◆ Work instruction
Read the records and gather each line that includes "ValidationErrors".

------ Raw data ------

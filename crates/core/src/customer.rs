//! Customer entity and its validation rules.
//!
//! rut and email carry UNIQUE columns; the service layer translates
//! unique-violation errors from the driver into the same field-keyed
//! shape the rules here produce.

use serde::{Deserialize, Serialize};
use validator::Validate;

use crate::error::ValidationErrors;
use crate::types::{Id, Timestamp};

/// A customer row from the `customers` table.
#[derive(Debug, Clone, Serialize, sqlx::FromRow)]
pub struct Customer {
    pub id: Id,
    /// Chilean national ID, 8-9 characters, globally unique.
    pub rut: String,
    pub name: String,
    pub lastname: String,
    pub email: String,
    pub phone: Option<String>,
    pub created_at: Timestamp,
}

impl Customer {
    pub fn display_name(&self) -> String {
        format!("{} {}", self.name, self.lastname)
    }

    pub fn draft(&self) -> CustomerDraft {
        CustomerDraft {
            rut: self.rut.clone(),
            name: self.name.clone(),
            lastname: self.lastname.clone(),
            email: self.email.clone(),
            phone: self.phone.clone(),
        }
    }
}

/// DTO for creating a new customer.
#[derive(Debug, Clone, Deserialize)]
pub struct CreateCustomer {
    pub rut: String,
    pub name: String,
    pub lastname: String,
    pub email: String,
    pub phone: Option<String>,
}

/// DTO for partially updating a customer. Only supplied keys overwrite.
#[derive(Debug, Clone, Default, Deserialize)]
pub struct UpdateCustomer {
    pub rut: Option<String>,
    pub name: Option<String>,
    pub lastname: Option<String>,
    pub email: Option<String>,
    pub phone: Option<String>,
}

/// Full proposed field set for a customer, validated before any write.
#[derive(Debug, Clone, Validate)]
pub struct CustomerDraft {
    #[validate(length(min = 8, max = 9, message = "must be between 8 and 9 characters"))]
    pub rut: String,
    #[validate(length(min = 1, max = 100, message = "must be between 1 and 100 characters"))]
    pub name: String,
    #[validate(length(min = 1, max = 100, message = "must be between 1 and 100 characters"))]
    pub lastname: String,
    #[validate(email(message = "must be a valid email address"))]
    pub email: String,
    #[validate(length(equal = 12, message = "must be exactly 12 characters"))]
    pub phone: Option<String>,
}

impl From<CreateCustomer> for CustomerDraft {
    fn from(input: CreateCustomer) -> Self {
        Self {
            rut: input.rut,
            name: input.name,
            lastname: input.lastname,
            email: input.email,
            phone: input.phone,
        }
    }
}

impl CustomerDraft {
    /// Overlay a partial update; fields absent from the patch keep their
    /// current value.
    pub fn apply(mut self, patch: UpdateCustomer) -> Self {
        if let Some(rut) = patch.rut {
            self.rut = rut;
        }
        if let Some(name) = patch.name {
            self.name = name;
        }
        if let Some(lastname) = patch.lastname {
            self.lastname = lastname;
        }
        if let Some(email) = patch.email {
            self.email = email;
        }
        if let Some(phone) = patch.phone {
            self.phone = Some(phone);
        }
        self
    }

    /// Run the customer field rules and return the draft unchanged.
    pub fn validated(self) -> Result<Self, ValidationErrors> {
        match Validate::validate(&self) {
            Ok(()) => Ok(self),
            Err(source) => Err(source.into()),
        }
    }

    /// Materialize the validated draft into a persistable record.
    pub fn into_customer(self, id: Id, created_at: Timestamp) -> Customer {
        Customer {
            id,
            rut: self.rut,
            name: self.name,
            lastname: self.lastname,
            email: self.email,
            phone: self.phone,
            created_at,
        }
    }
}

------

◆ Solution to this task
use crate::error::ValidationErrors;
    pub fn validated(self) -> Result<Self, ValidationErrors> {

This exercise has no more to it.